To increase the accuracy and precision we use the algorithms Logistic Regression, K-Means, Convolution Neural Networks. Logistic Regression is a statistical model that tries to minimize the cost of how wrong a prediction is. CNN algorithm is used, to capture the intrinsic patterns of fraud behaviors learned from labeled data. So will make use of accuracy and precision to evaluate the performance of the proposed system.

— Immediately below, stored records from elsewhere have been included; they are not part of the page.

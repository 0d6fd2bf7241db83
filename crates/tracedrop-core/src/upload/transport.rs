//! Cloud CLI command construction.

use super::UploadError;
use crate::command::{CommandError, CommandRunner, CommandSpec};
use crate::config::{CloudCredentials, ConfigStore, OperatorConfig, KEY_USER};
use std::collections::BTreeMap;
use std::path::Path;

pub const AWS_DEFAULT_BASE: &str = "s3://tracedrop-upload";
pub const GCLOUD_DEFAULT_BASE: &str = "gs://tracedrop-upload";
pub const AWS_REGION: &str = "us-east-2";
pub const AWS_ACCELERATE_ENDPOINT: &str = "https://s3-accelerate.amazonaws.com";
pub const CREDENTIAL_CHECK_FUNCTION: &str = "upload-credential-check";
pub const DEFAULT_CHECKER_QUALIFIER: &str = "PROD";
pub const GCLOUD_DEFAULT_GROUP: &str = "tracedrop-users";

/// Builds the commands for one object-store provider.
pub trait Transport: Send + Sync {
    fn name(&self) -> &'static str;

    /// Destination base used when the operator configured none.
    fn default_base(&self) -> &'static str;

    /// Variables the commands need on top of the inherited environment.
    fn env_overlay(&self) -> BTreeMap<String, String>;

    /// Command verifying the operator's key with the service. `payload` is
    /// the `publickey=..,user=..,group=..` request body.
    fn checker_command(&self, payload: &str) -> Result<CommandSpec, UploadError>;

    /// Transfer command. Its argv ends with `<body> <address>` and carries
    /// `header` right after a `--*metadata` flag; deferred replays rely on
    /// that layout.
    fn upload_command(&self, header: &str, body: &Path, address: &str) -> CommandSpec;
}

#[derive(Debug, Clone)]
pub struct AwsTransport {
    credentials: Option<CloudCredentials>,
    qualifier: String,
    cli_v2: bool,
    transfer_acceleration: bool,
}

impl AwsTransport {
    pub fn new(credentials: Option<CloudCredentials>, cli_v2: bool) -> Self {
        Self {
            credentials,
            qualifier: DEFAULT_CHECKER_QUALIFIER.to_string(),
            cli_v2,
            transfer_acceleration: false,
        }
    }

    /// Build from operator config, asking `aws --version` which CLI
    /// generation is installed.
    pub async fn detect(
        runner: &dyn CommandRunner,
        config: &OperatorConfig,
    ) -> Result<Self, UploadError> {
        let spec = CommandSpec::new(["aws", "--version"]);
        let output = CommandError::check(&spec, runner.run(&spec).await?)?;
        // v1 printed its version on stderr
        let version = format!("{}{}", output.stdout_lossy(), output.stderr_lossy());
        let cli_v2 = version.trim_start().starts_with("aws-cli/2.");
        tracing::debug!(cli_v2, "detected aws cli");

        let mut transport = Self::new(config.cloud_credentials().cloned(), cli_v2);
        if let Some(qualifier) = &config.credential_checker {
            transport = transport.with_qualifier(qualifier.clone());
        }
        Ok(transport)
    }

    pub fn with_qualifier(mut self, qualifier: impl Into<String>) -> Self {
        self.qualifier = qualifier.into();
        self
    }

    pub fn with_transfer_acceleration(mut self, enabled: bool) -> Self {
        self.transfer_acceleration = enabled;
        self
    }
}

impl Transport for AwsTransport {
    fn name(&self) -> &'static str {
        "aws"
    }

    fn default_base(&self) -> &'static str {
        AWS_DEFAULT_BASE
    }

    fn env_overlay(&self) -> BTreeMap<String, String> {
        let mut env: BTreeMap<String, String> = BTreeMap::new();
        if let Some(creds) = &self.credentials {
            env.insert("AWS_DEFAULT_REGION".into(), AWS_REGION.into());
            env.insert("AWS_ACCESS_KEY_ID".into(), creds.access_key_id.clone());
            env.insert(
                "AWS_SECRET_ACCESS_KEY".into(),
                creds.secret_access_key.clone(),
            );
        }
        env
    }

    fn checker_command(&self, payload: &str) -> Result<CommandSpec, UploadError> {
        let mut argv: Vec<String> = [
            "aws",
            "lambda",
            "invoke",
            "--function-name",
            CREDENTIAL_CHECK_FUNCTION,
            "--qualifier",
        ]
        .iter()
        .map(|s| s.to_string())
        .collect();
        argv.push(self.qualifier.clone());
        if self.cli_v2 {
            argv.extend(["--cli-binary-format".to_string(), "raw-in-base64-out".to_string()]);
        }
        argv.extend([
            "--payload".to_string(),
            format!("\"{payload}\""),
            "/dev/null".to_string(),
        ]);
        Ok(CommandSpec::new(argv).with_env(self.env_overlay()))
    }

    fn upload_command(&self, header: &str, body: &Path, address: &str) -> CommandSpec {
        let mut argv = vec![
            "aws".to_string(),
            "s3".into(),
            "cp".into(),
            "--metadata".into(),
            header.to_string(),
        ];
        if self.transfer_acceleration {
            argv.extend([
                "--endpoint-url".to_string(),
                AWS_ACCELERATE_ENDPOINT.to_string(),
            ]);
        }
        argv.extend([body.to_string_lossy().into_owned(), address.to_string()]);
        CommandSpec::new(argv).with_env(self.env_overlay())
    }
}

/// Google Cloud Storage. The hosted credential check only exists on AWS,
/// so signed uploads are refused.
#[derive(Debug, Clone, Copy, Default)]
pub struct GcloudTransport;

impl GcloudTransport {
    /// Operator identity for gcloud: the configured user, else the active
    /// `gcloud` account; the group is fixed.
    pub async fn resolve_identity(
        runner: &dyn CommandRunner,
        store: &dyn ConfigStore,
    ) -> Result<(String, String), UploadError> {
        if let Some(user) = store.get(KEY_USER)?.filter(|u| !u.is_empty()) {
            return Ok((user, GCLOUD_DEFAULT_GROUP.to_string()));
        }

        let spec = CommandSpec::new([
            "gcloud",
            "config",
            "list",
            "account",
            "--format",
            "value(core.account)",
        ]);
        let output = CommandError::check(&spec, runner.run(&spec).await?)?;
        let user = output.stdout_lossy().trim().to_string();
        if user.is_empty() {
            return Err(UploadError::NotLoggedIn {
                provider: "gcloud",
                hint: "run `gcloud auth login`",
            });
        }
        Ok((user, GCLOUD_DEFAULT_GROUP.to_string()))
    }
}

impl Transport for GcloudTransport {
    fn name(&self) -> &'static str {
        "gcloud"
    }

    fn default_base(&self) -> &'static str {
        GCLOUD_DEFAULT_BASE
    }

    fn env_overlay(&self) -> BTreeMap<String, String> {
        BTreeMap::new()
    }

    fn checker_command(&self, _payload: &str) -> Result<CommandSpec, UploadError> {
        Err(UploadError::Unsupported {
            provider: "gcloud",
            operation: "credential check",
        })
    }

    fn upload_command(&self, header: &str, body: &Path, address: &str) -> CommandSpec {
        CommandSpec::new([
            "gcloud".to_string(),
            "storage".into(),
            "cp".into(),
            "--custom-metadata".into(),
            header.to_string(),
            body.to_string_lossy().into_owned(),
            address.to_string(),
        ])
    }
}

#[cfg(test)]
mod tests {
    use super::*;

    fn creds() -> CloudCredentials {
        CloudCredentials {
            access_key_id: "FAKE_KEY_ID".into(),
            secret_access_key: "FAKE_CRED".into(),
        }
    }

    #[test]
    fn test_aws_checker_v2_flags() {
        let spec = AwsTransport::new(Some(creds()), true)
            .with_qualifier("STAGING")
            .checker_command("publickey=K,user=u,group=g")
            .unwrap();
        assert_eq!(
            spec.argv,
            vec![
                "aws",
                "lambda",
                "invoke",
                "--function-name",
                "upload-credential-check",
                "--qualifier",
                "STAGING",
                "--cli-binary-format",
                "raw-in-base64-out",
                "--payload",
                "\"publickey=K,user=u,group=g\"",
                "/dev/null",
            ]
        );
        assert_eq!(spec.env["AWS_DEFAULT_REGION"], "us-east-2");
    }

    #[test]
    fn test_aws_checker_v1_has_no_binary_format() {
        let spec = AwsTransport::new(None, false).checker_command("p").unwrap();
        assert!(!spec.argv.iter().any(|a| a == "--cli-binary-format"));
        assert!(spec.env.is_empty());
    }

    #[test]
    fn test_aws_upload_with_acceleration() {
        let spec = AwsTransport::new(Some(creds()), true)
            .with_transfer_acceleration(true)
            .upload_command("user=u", Path::new("/tmp/p.tar.zst"), "s3://b/n.tar.zst");
        assert_eq!(
            spec.argv,
            vec![
                "aws",
                "s3",
                "cp",
                "--metadata",
                "user=u",
                "--endpoint-url",
                "https://s3-accelerate.amazonaws.com",
                "/tmp/p.tar.zst",
                "s3://b/n.tar.zst",
            ]
        );
        assert_eq!(spec.env["AWS_ACCESS_KEY_ID"], "FAKE_KEY_ID");
        assert_eq!(spec.env["AWS_SECRET_ACCESS_KEY"], "FAKE_CRED");
    }

    #[test]
    fn test_gcloud_refuses_credential_check() {
        assert!(matches!(
            GcloudTransport.checker_command("p"),
            Err(UploadError::Unsupported { .. })
        ));
        let spec = GcloudTransport.upload_command("h", Path::new("f"), "gs://b/n.tar.zst");
        assert_eq!(spec.argv[..4], ["gcloud", "storage", "cp", "--custom-metadata"]);
    }
}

Keywords: CNN, Credit Card, Fraud detection, Logistic Regression, K-Means.
-
INTRODUCTION
The rising of E-commerce business has resulted in a gentle growth within the usage of credit cards for online transactions and purchases. With the rise in the usage of credit cards, the number of fraud cases has also been doubled. Credit card frauds are those which are done with an intention to gain money in a deceptive manner without the knowledge of the cardholder.
A credit card fraud can be done in the subsequent ways:
-
Fake IDs: This type of fraud is done by using the personal information of other persons without any authorization.
-
Skimming Method: This type of fraud is done by installing a device called skimmer at ATM machines. The data present on the magnetic stripe of the card is collected when the card is swiped
-
Card not present: When the fraudster steals the data like the expiry date and account number of the card, they can use the card without being possessed physically.
-
False businessperson sites: this type of fraud is done by the method Phishing, where they create a website/webpage which looks similar to that of the original site.

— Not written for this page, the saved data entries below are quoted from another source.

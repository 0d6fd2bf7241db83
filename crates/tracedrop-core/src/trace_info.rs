//! Trace metadata as reported by the tracer (`rr traceinfo`).

use crate::command::{CommandError, CommandRunner, CommandSpec};
use serde::de::{self, Deserializer};
use serde::Deserialize;
use std::path::Path;
use thiserror::Error;

/// Recorded machine state relevant to the safety gate. Read-only.
#[derive(Debug, Clone, PartialEq, Eq, Deserialize)]
#[serde(rename_all = "camelCase")]
pub struct TraceMetadata {
    #[serde(default, deserialize_with = "de_u64_or_string")]
    pub xcr0: u64,
    /// `[leaf, subleaf, eax, ebx, ecx, edx]` per record.
    #[serde(default)]
    pub cpuid_records: Vec<Vec<i64>>,
    /// `KEY=VALUE` entries in recording order.
    pub environ: Vec<String>,
}

#[derive(Debug, Error)]
pub enum TraceInfoError {
    #[error("trace metadata has no `environ`; the tracer that produced it is too old")]
    Incompatible,

    #[error("malformed trace metadata: {0}")]
    Malformed(#[from] serde_json::Error),

    #[error(transparent)]
    Command(#[from] CommandError),

    #[error("failed to read {path}: {source}")]
    Io {
        path: String,
        #[source]
        source: std::io::Error,
    },
}

impl TraceMetadata {
    pub fn from_json(json: &str) -> Result<Self, TraceInfoError> {
        let value: serde_json::Value = serde_json::from_str(json)?;
        if value.get("environ").is_none() {
            return Err(TraceInfoError::Incompatible);
        }
        Ok(serde_json::from_value(value)?)
    }

    pub fn from_file(path: &Path) -> Result<Self, TraceInfoError> {
        let json = std::fs::read_to_string(path).map_err(|source| TraceInfoError::Io {
            path: path.display().to_string(),
            source,
        })?;
        Self::from_json(&json)
    }

    /// Ask `rr traceinfo` for the metadata of `trace_dir`.
    pub async fn from_rr(
        runner: &dyn CommandRunner,
        trace_dir: &Path,
    ) -> Result<Self, TraceInfoError> {
        let spec = CommandSpec::new([
            "rr".to_string(),
            "traceinfo".to_string(),
            path_arg(trace_dir),
        ]);
        let output = CommandError::check(&spec, runner.run(&spec).await?)?;
        Self::from_json(&output.stdout_lossy())
    }

    /// The `[eax, ebx, ecx, edx]` result recorded for `leaf`/`subleaf`.
    pub fn cpuid(&self, leaf: u32, subleaf: u32) -> Option<[u32; 4]> {
        self.cpuid_records
            .iter()
            .filter(|r| r.len() >= 6)
            .find(|r| r[0] == i64::from(leaf) && r[1] == i64::from(subleaf))
            .map(|r| [r[2] as u32, r[3] as u32, r[4] as u32, r[5] as u32])
    }

    /// Variable names in `environ`, in recording order.
    pub fn env_keys(&self) -> impl Iterator<Item = &str> {
        self.environ
            .iter()
            .map(|entry| entry.split_once('=').map_or(entry.as_str(), |(k, _)| k))
    }
}

pub(crate) fn path_arg(path: &Path) -> String {
    path.to_string_lossy().into_owned()
}

fn de_u64_or_string<'de, D: Deserializer<'de>>(deserializer: D) -> Result<u64, D::Error> {
    #[derive(Deserialize)]
    #[serde(untagged)]
    enum Raw {
        Num(u64),
        Str(String),
    }

    match Raw::deserialize(deserializer)? {
        Raw::Num(n) => Ok(n),
        Raw::Str(s) => {
            let s = s.trim();
            let parsed = match s.strip_prefix("0x") {
                Some(hex) => u64::from_str_radix(hex, 16),
                None => s.parse(),
            };
            parsed.map_err(|e| de::Error::custom(format!("invalid xcr0 {s:?}: {e}")))
        }
    }
}

#[cfg(test)]
mod tests {
    use super::*;
    use crate::command::CommandOutput;
    use async_trait::async_trait;
    use std::sync::Mutex;

    /// Answers every command with one canned output.
    struct CannedRr {
        output: CommandOutput,
        calls: Mutex<Vec<Vec<String>>>,
    }

    impl CannedRr {
        fn new(code: i32, stdout: &str) -> Self {
            Self {
                output: CommandOutput {
                    code: Some(code),
                    stdout: stdout.as_bytes().to_vec(),
                    stderr: b"rr: no such trace".to_vec(),
                },
                calls: Mutex::default(),
            }
        }
    }

    #[async_trait]
    impl CommandRunner for CannedRr {
        async fn run(&self, spec: &CommandSpec) -> Result<CommandOutput, CommandError> {
            self.calls.lock().unwrap().push(spec.argv.clone());
            Ok(self.output.clone())
        }
    }

    #[test]
    fn test_parses_string_xcr0_and_records() {
        let meta = TraceMetadata::from_json(
            r#"{"xcr0":"231","cpuidRecords":[[7,0,0,65536,0,0],[1,0,1,2,3,4]],"environ":["A=1","B"]}"#,
        )
        .unwrap();
        assert_eq!(meta.xcr0, 231);
        assert_eq!(meta.cpuid(7, 0), Some([0, 65536, 0, 0]));
        assert_eq!(meta.cpuid(7, 1), None);
        assert_eq!(meta.env_keys().collect::<Vec<_>>(), vec!["A", "B"]);
    }

    #[test]
    fn test_numeric_and_hex_xcr0() {
        let a = TraceMetadata::from_json(r#"{"xcr0":231,"environ":[]}"#).unwrap();
        let b = TraceMetadata::from_json(r#"{"xcr0":"0xe7","environ":[]}"#).unwrap();
        assert_eq!(a.xcr0, b.xcr0);
    }

    #[test]
    fn test_missing_environ_is_incompatible() {
        assert!(matches!(
            TraceMetadata::from_json(r#"{"xcr0":7,"cpuidRecords":[]}"#),
            Err(TraceInfoError::Incompatible)
        ));
    }

    #[test]
    fn test_short_records_are_ignored() {
        let meta =
            TraceMetadata::from_json(r#"{"cpuidRecords":[[7,0,1]],"environ":[]}"#).unwrap();
        assert_eq!(meta.cpuid(7, 0), None);
    }

    #[test]
    fn test_leaf_beyond_u32_does_not_alias() {
        let meta = TraceMetadata::from_json(
            r#"{"cpuidRecords":[[4294967303,0,0,65536,0,0]],"environ":[]}"#,
        )
        .unwrap();
        assert_eq!(meta.cpuid(7, 0), None);
    }

    #[tokio::test]
    async fn test_from_rr_parses_traceinfo_output() {
        let rr = CannedRr::new(
            0,
            r#"{
  "xcr0": "231",
  "cpuidRecords": [[7, 0, 0, 0, 0, 0]],
  "environ": ["LANG=C"]
}
"#,
        );
        let meta = TraceMetadata::from_rr(&rr, Path::new("/traces/latest")).await.unwrap();

        assert_eq!(meta.xcr0, 231);
        assert_eq!(meta.environ, vec!["LANG=C"]);
        assert_eq!(rr.calls.lock().unwrap()[0], vec!["rr", "traceinfo", "/traces/latest"]);
    }

    #[tokio::test]
    async fn test_from_rr_failure_is_command_error() {
        let rr = CannedRr::new(1, "");
        let err = TraceMetadata::from_rr(&rr, Path::new("/nope")).await.unwrap_err();
        assert!(matches!(err, TraceInfoError::Command(_)), "{err:?}");
    }

    #[tokio::test]
    async fn test_from_rr_without_environ_is_incompatible() {
        let rr = CannedRr::new(0, r#"{"xcr0":7,"cpuidRecords":[]}"#);
        let err = TraceMetadata::from_rr(&rr, Path::new("/old")).await.unwrap_err();
        assert!(matches!(err, TraceInfoError::Incompatible));
    }
}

Detecting fraud is extremely difficult. A large variety of parameters are used to choose and classify. Transactions cannot be classified into fraud/genuine strictly. However can be found by the intensive study of the defrayment habits, customers behavior and by analyzing pre-fraud patterns. Several challenges are faced by fraud detection techniques as they need to detect the fraud in a very short time and large parameters ought to be processed while training.
In our paper, we compared the techniques to evaluate, which gives the most effective performance underneath what conditions.
Logistic Regression, K-Means, and Convolution Neural Networks algorithms are used to achieve high accuracy rates and to increase the detection process. Convolution Neural networks are used to identify the underlying patterns that are followed in the previous cases and thereby increasing efficiency.
-
-
LITERATURE SURVEY
In 2019, Yashvin Jain, Namrata Tiwari proposed the comparative study of all the existing systems i.e. Support Vector machines, Bayesian network, Artificial neural networks, present to detect the credit card frauds.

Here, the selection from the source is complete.